US Department of Energy Allocates $20 Million to Promote Geothermal Energy Cost Reduction

The US Department of Energy has allocated $20 million for measures to reduce the cost of geothermal energy production.

Drilling costs for the construction of geothermal energy facilities now account for, on average, more than half of the project’s investment budget. Within the framework of the allocated funding, the Ministry is ready to finance projects that can demonstrate higher drilling speeds.

The idea is that a reduction in drilling time reduces the project implementation time, and this circumstance can reduce the cost of a geothermal energy facility.
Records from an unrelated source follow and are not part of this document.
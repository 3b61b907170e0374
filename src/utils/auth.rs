use jsonwebtoken::{decode, encode, DecodingKey, EncodingKey, Header, Validation};
use serde::{Deserialize, Serialize};
use chrono::{Duration, Utc};

/// Claims carried by the identity token the auth provider sets in the `auth_token` cookie.
#[derive(Debug, Serialize, Deserialize)]
pub struct Claims {
    pub sub: String, // team member id
    pub email: String,
    #[serde(default)]
    pub name: Option<String>,
    pub exp: i64,
    pub iat: i64,
}

impl Claims {
    pub fn new(member_id: &str, email: String, name: Option<String>) -> Self {
        let now = Utc::now();
        let exp = now + Duration::hours(24); // Token expires in 24 hours

        Self {
            sub: member_id.to_string(),
            email,
            name,
            exp: exp.timestamp(),
            iat: now.timestamp(),
        }
    }

    /// Display name, falling back to the mailbox part of the email address.
    pub fn display_name(&self) -> String {
        match self.name.as_deref().map(str::trim) {
            Some(name) if !name.is_empty() => name.to_string(),
            _ => self
                .email
                .split('@')
                .next()
                .unwrap_or_default()
                .to_string(),
        }
    }
}

pub fn create_token(
    secret: &str,
    member_id: &str,
    email: String,
    name: Option<String>,
) -> Result<String, jsonwebtoken::errors::Error> {
    let claims = Claims::new(member_id, email, name);

    encode(
        &Header::default(),
        &claims,
        &EncodingKey::from_secret(secret.as_ref()),
    )
}

pub fn verify_token(secret: &str, token: &str) -> Result<Claims, jsonwebtoken::errors::Error> {
    let token_data = decode::<Claims>(
        token,
        &DecodingKey::from_secret(secret.as_ref()),
        &Validation::default(),
    )?;

    Ok(token_data.claims)
}

#[cfg(test)]
mod tests {
    use super::*;

    #[test]
    fn token_round_trips_with_same_secret() {
        let token =
            create_token("s3cret", "member-1", "dana@lab.org".into(), Some("Dana Reyes".into()))
                .unwrap();
        let claims = verify_token("s3cret", &token).unwrap();
        assert_eq!(claims.sub, "member-1");
        assert_eq!(claims.display_name(), "Dana Reyes");
    }

    #[test]
    fn wrong_secret_is_rejected() {
        let token = create_token("s3cret", "member-1", "dana@lab.org".into(), None).unwrap();
        assert!(verify_token("other", &token).is_err());
    }

    #[test]
    fn display_name_falls_back_to_email_mailbox() {
        let claims = Claims::new("m", "sam.k@lab.org".into(), Some(" ".into()));
        assert_eq!(claims.display_name(), "sam.k");
    }
}
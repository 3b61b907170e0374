use log::info;
use sqlx::{PgPool, Pool, Postgres};

pub type Database = Pool<Postgres>;

const SCHEMA: &[&str] = &[
    r#"
    CREATE TABLE IF NOT EXISTS documents (
        id TEXT PRIMARY KEY,
        doc_type TEXT NOT NULL,
        rev BIGINT NOT NULL DEFAULT 1,
        body JSONB NOT NULL,
        created_at TIMESTAMPTZ NOT NULL DEFAULT NOW(),
        updated_at TIMESTAMPTZ NOT NULL DEFAULT NOW()
    )
    "#,
    "CREATE INDEX IF NOT EXISTS documents_doc_type_idx ON documents (doc_type)",
    "CREATE INDEX IF NOT EXISTS documents_item_id_idx ON documents ((body ->> 'itemId')) \
     WHERE doc_type = 'inventoryItem'",
    "CREATE INDEX IF NOT EXISTS documents_barcode_idx ON documents ((body ->> 'barcode')) \
     WHERE doc_type = 'inventoryItem'",
];

pub async fn create_database_pool(database_url: &str) -> Result<Database, sqlx::Error> {
    let pool = PgPool::connect(database_url).await?;

    // Test the connection
    sqlx::query("SELECT 1").fetch_one(&pool).await?;

    info!("Connected to database successfully");
    Ok(pool)
}

pub async fn ensure_schema(pool: &Database) -> Result<(), sqlx::Error> {
    for statement in SCHEMA {
        sqlx::query(statement).execute(pool).await?;
    }
    Ok(())
}
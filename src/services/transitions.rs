//! Item state transitions.
//!
//! `plan` checks a transition against the item as last read and turns it
//! into a store patch plus the activity entry describing it. Nothing here
//! touches the store, so every rule can be exercised directly.

use chrono::{DateTime, Utc};
use serde_json::{json, Value};

use super::activity::ActivityEntry;
use super::status::{derive_status, reorder_quantity};
use crate::error::{InventoryError, InventoryResult};
use crate::models::{
    ActivityAction, EquipmentStatus, InventoryItem, ItemStatus, MemberRef, StockLevels,
};
use crate::store::Patch;

#[derive(Debug, Clone, PartialEq)]
pub enum Transition {
    Receive { quantity: u32 },
    UpdateStock { stock: u32 },
    RequestReorder,
    RequestRepair { issue: String },
    Approve,
    SetEquipmentStatus(EquipmentStatus),
    UpdateLocation(String),
    UpdateOwner(Option<MemberRef>),
}

#[derive(Debug, Clone, PartialEq)]
pub struct Plan {
    pub patch: Patch,
    pub activity: ActivityEntry,
}

fn timestamp(at: DateTime<Utc>) -> Value {
    json!(at)
}

fn stock_levels(item: &InventoryItem, what: &str) -> InventoryResult<StockLevels> {
    item.stock_levels().ok_or_else(|| {
        InventoryError::precondition(format!(
            "{} is equipment and has no stock to {}",
            item.item_id, what
        ))
    })
}

fn require_equipment(item: &InventoryItem, what: &str) -> InventoryResult<()> {
    if item.is_equipment() {
        Ok(())
    } else {
        Err(InventoryError::precondition(format!(
            "{} is not equipment; cannot {}",
            item.item_id, what
        )))
    }
}

pub fn plan(
    item: &InventoryItem,
    transition: &Transition,
    now: DateTime<Utc>,
) -> InventoryResult<Plan> {
    // Transitions that read current state are guarded by the revision they were planned on.
    let guarded = Patch::new().if_revision(item.rev);

    let (patch, action, details) = match transition {
        Transition::Receive { quantity } => {
            if *quantity == 0 {
                return Err(InventoryError::precondition("received quantity must be at least 1"));
            }
            let levels = stock_levels(item, "receive")?;
            let stock = levels.stock.checked_add(*quantity).ok_or_else(|| {
                InventoryError::precondition(format!("stock of {} would overflow", item.item_id))
            })?;
            let status = derive_status(stock, levels.min_stock);
            (
                guarded
                    .set("stock", stock)
                    .set("status", status.as_str())
                    .set("lastReceived", timestamp(now)),
                ActivityAction::ReceiveStock,
                format!("Received {} (stock {} -> {})", quantity, levels.stock, stock),
            )
        }

        Transition::UpdateStock { stock } => {
            let levels = stock_levels(item, "update")?;
            let status = derive_status(*stock, levels.min_stock);
            (
                guarded.set("stock", *stock).set("status", status.as_str()),
                ActivityAction::UpdateStock,
                format!("Stock {} -> {} ({})", levels.stock, stock, status),
            )
        }

        Transition::RequestReorder => {
            let levels = stock_levels(item, "reorder")?;
            let quantity = reorder_quantity(levels);
            (
                guarded
                    .set("requestedQuantity", quantity)
                    .set("status", ItemStatus::Requested.as_str())
                    .set("requestedAt", timestamp(now)),
                ActivityAction::RequestReorder,
                format!(
                    "Requested {} (stock {}, minimum {})",
                    quantity, levels.stock, levels.min_stock
                ),
            )
        }

        Transition::RequestRepair { issue } => {
            require_equipment(item, "request a repair")?;
            let issue = issue.trim();
            if issue.is_empty() {
                return Err(InventoryError::precondition("describe the issue to request a repair"));
            }
            (
                guarded
                    .set("equipmentStatus", EquipmentStatus::Finicky.as_str())
                    .set("status", ItemStatus::Requested.as_str())
                    .set("repairIssue", issue)
                    .set("requestedAt", timestamp(now)),
                ActivityAction::RequestRepair,
                issue.to_string(),
            )
        }

        Transition::Approve => {
            if item.status != ItemStatus::Requested {
                return Err(InventoryError::precondition(format!(
                    "{} is {}, only requested items can be approved",
                    item.item_id, item.status
                )));
            }
            let mut patch = guarded
                .set("status", ItemStatus::Ordered.as_str())
                .set("orderedAt", timestamp(now));
            let details = if item.is_equipment() {
                patch = patch.set("equipmentStatus", EquipmentStatus::RepairRequested.as_str());
                "Repair approved".to_string()
            } else {
                format!("Order approved ({})", item.requested_quantity.unwrap_or(1))
            };
            (patch, ActivityAction::ApproveRequest, details)
        }

        Transition::SetEquipmentStatus(status) => {
            require_equipment(item, "set an equipment status")?;
            let mut patch = guarded.set("equipmentStatus", status.as_str());
            if *status == EquipmentStatus::Working {
                patch = patch
                    .set("status", ItemStatus::InStock.as_str())
                    .set("repairedAt", timestamp(now));
            }
            (patch, ActivityAction::UpdateEquipmentStatus, status.to_string())
        }

        Transition::UpdateLocation(location) => {
            let location = location.trim();
            if location.is_empty() {
                return Err(InventoryError::precondition("location must not be empty"));
            }
            (
                Patch::new().set("location", location),
                ActivityAction::UpdateLocation,
                format!("{} -> {}", item.location, location),
            )
        }

        Transition::UpdateOwner(owner) => {
            let patch = match owner {
                Some(member) => Patch::new().set("owner", json!(member)),
                None => Patch::new().unset("owner"),
            };
            let details = match owner {
                Some(member) => format!("Owner set to {}", member.member_id),
                None => "Moved to lab stock".to_string(),
            };
            (patch, ActivityAction::UpdateOwner, details)
        }
    };

    Ok(Plan {
        patch,
        activity: ActivityEntry::for_item(action, item).details(details),
    })
}
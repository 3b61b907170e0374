use async_trait::async_trait;
use log::info;
use serde::Serialize;

use crate::error::MailError;
use crate::models::{Actor, InventoryItem};

#[derive(Debug, Clone, PartialEq, Eq, Serialize)]
pub struct OutboundMail {
    pub to: String,
    pub subject: String,
    pub body: String,
}

/// Outbound mail collaborator. Delivery is owned by the implementation.
#[async_trait]
pub trait Mailer: Send + Sync {
    async fn send(&self, mail: &OutboundMail) -> Result<(), MailError>;
}

/// Writes the payload to the log instead of delivering it.
#[derive(Debug, Clone, Copy, Default)]
pub struct LogMailer;

#[async_trait]
impl Mailer for LogMailer {
    async fn send(&self, mail: &OutboundMail) -> Result<(), MailError> {
        info!("mail to {}: {}\n{}", mail.to, mail.subject, mail.body);
        Ok(())
    }
}

pub fn item_link(base_url: &str, item_id: &str) -> String {
    format!(
        "{}/inventory?item={}",
        base_url.trim_end_matches('/'),
        urlencoding::encode(item_id)
    )
}

/// Approval request for a reorder or repair that is now waiting on a manager.
pub fn approval_request(
    item: &InventoryItem,
    requested_by: &Actor,
    recipient: &str,
    base_url: &str,
) -> OutboundMail {
    let (kind, detail) = match item.kind.equipment() {
        Some(equipment) => (
            "Repair",
            format!(
                "Reported issue: {}",
                equipment.repair_issue.as_deref().unwrap_or("(none given)")
            ),
        ),
        None => (
            "Reorder",
            format!("Requested quantity: {}", item.requested_quantity.unwrap_or(1)),
        ),
    };

    let body = format!(
        "{kind} request for {name} ({id})\n\
         Requested by: {who}\n\
         Location: {location}\n\
         {detail}\n\n\
         Review and approve: {link}\n",
        kind = kind,
        name = item.name,
        id = item.item_id,
        who = requested_by.activity_name(),
        location = item.location,
        detail = detail,
        link = item_link(base_url, &item.item_id),
    );

    OutboundMail {
        to: recipient.to_string(),
        subject: format!("[Lab] {} request: {} ({})", kind, item.name, item.item_id),
        body,
    }
}

#[cfg(test)]
mod tests {
    use super::*;
    use crate::models::{EquipmentState, EquipmentStatus, ItemKind, ItemStatus, StockLevels};

    fn item(kind: ItemKind) -> InventoryItem {
        InventoryItem {
            id: "doc-1".into(),
            rev: 1,
            item_id: "LAB-1000".into(),
            name: "Nitrile gloves (M)".into(),
            barcode: None,
            location: "Cabinet 3".into(),
            owner: None,
            status: ItemStatus::Requested,
            kind,
            requested_quantity: Some(4),
            last_received: None,
            requested_at: None,
            ordered_at: None,
            repaired_at: None,
            notes: Vec::new(),
            images: Vec::new(),
            image: None,
        }
    }

    #[test]
    fn reorder_mail_names_item_quantity_and_link() {
        let mail = approval_request(
            &item(ItemKind::General(StockLevels { stock: 1, min_stock: 5 })),
            &Actor::user("Dana Reyes"),
            "pi@lab.org",
            "https://lab.example.org/",
        );

        assert_eq!(mail.to, "pi@lab.org");
        assert_eq!(mail.subject, "[Lab] Reorder request: Nitrile gloves (M) (LAB-1000)");
        assert!(mail.body.contains("Requested quantity: 4"));
        assert!(mail.body.contains("Requested by: Dana Reyes"));
        assert!(mail.body.contains("https://lab.example.org/inventory?item=LAB-1000"));
    }

    #[test]
    fn repair_mail_carries_the_reported_issue() {
        let mail = approval_request(
            &item(ItemKind::Equipment(EquipmentState {
                equipment_status: EquipmentStatus::Finicky,
                repair_issue: Some("rotor wobbles".into()),
            })),
            &Actor::Anonymous,
            "pi@lab.org",
            "http://localhost:3000",
        );

        assert!(mail.subject.starts_with("[Lab] Repair request"));
        assert!(mail.body.contains("Reported issue: rotor wobbles"));
        assert!(mail.body.contains("Requested by: Unknown"));
    }

    #[test]
    fn item_link_encodes_the_code() {
        assert_eq!(item_link("http://x", "A B"), "http://x/inventory?item=A%20B");
    }
}
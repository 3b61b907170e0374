pub mod auth;
pub mod clock;

pub use auth::{create_token, verify_token, Claims};
pub use clock::{lab_date, Clock, FixedClock, SystemClock};

use uuid::Uuid;

/// Short random key for array entries (notes, images, activity events).
pub fn short_key() -> String {
    let mut key = Uuid::new_v4().simple().to_string();
    key.truncate(12);
    key
}
pub mod current_user;

pub use current_user::{current_actor, get_current_user, CurrentUser, AUTH_COOKIE};
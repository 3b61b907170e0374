use std::sync::Mutex;

use chrono::{DateTime, Duration, FixedOffset, NaiveDate, Utc};

pub trait Clock: Send + Sync {
    fn now(&self) -> DateTime<Utc>;
}

#[derive(Debug, Clone, Copy, Default)]
pub struct SystemClock;

impl Clock for SystemClock {
    fn now(&self) -> DateTime<Utc> {
        Utc::now()
    }
}

/// Manually driven clock for tests and replays.
#[derive(Debug)]
pub struct FixedClock {
    now: Mutex<DateTime<Utc>>,
}

impl FixedClock {
    pub fn at(now: DateTime<Utc>) -> Self {
        Self {
            now: Mutex::new(now),
        }
    }

    pub fn advance(&self, by: Duration) {
        if let Ok(mut guard) = self.now.lock() {
            *guard += by;
        }
    }
}

impl Clock for FixedClock {
    fn now(&self) -> DateTime<Utc> {
        match self.now.lock() {
            Ok(guard) => *guard,
            Err(poisoned) => *poisoned.into_inner(),
        }
    }
}

/// Calendar date at the lab for a given instant.
pub fn lab_date(at: DateTime<Utc>, offset: FixedOffset) -> NaiveDate {
    at.with_timezone(&offset).date_naive()
}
The U.S. Department of Energy Geothermal Technology Administration (GTO) is “”collecting applications from drilling service providers, well service companies, research institutes, geothermal operators and developers, and other organizations that can provide real, immediate solutions to achieve the goal of increasing average daily velocity drilling for geothermal wells,”” the report says.

The idea of ​​geothermal energy is to pump heat from the Earth. A coolant circulates through the well system, which perceives the heat of the Earth, heats up, is fed to a heat engine (like an air conditioner/refrigerator), and, cooled, goes underground again to warm up.

Currently, two types of wells are being designed and produced, deep (from 50 meters), using the heat of the planet Earth, and shallow (up to 5 m), using the heating of the surface layer (soil) with solar energy.

Properly designed wells are distributed so that the soil mass penetrated by the well system does not “”freeze out”” and has time to warm up, respectively, by the radiation of the Sun and the geothermal heat of the Earth.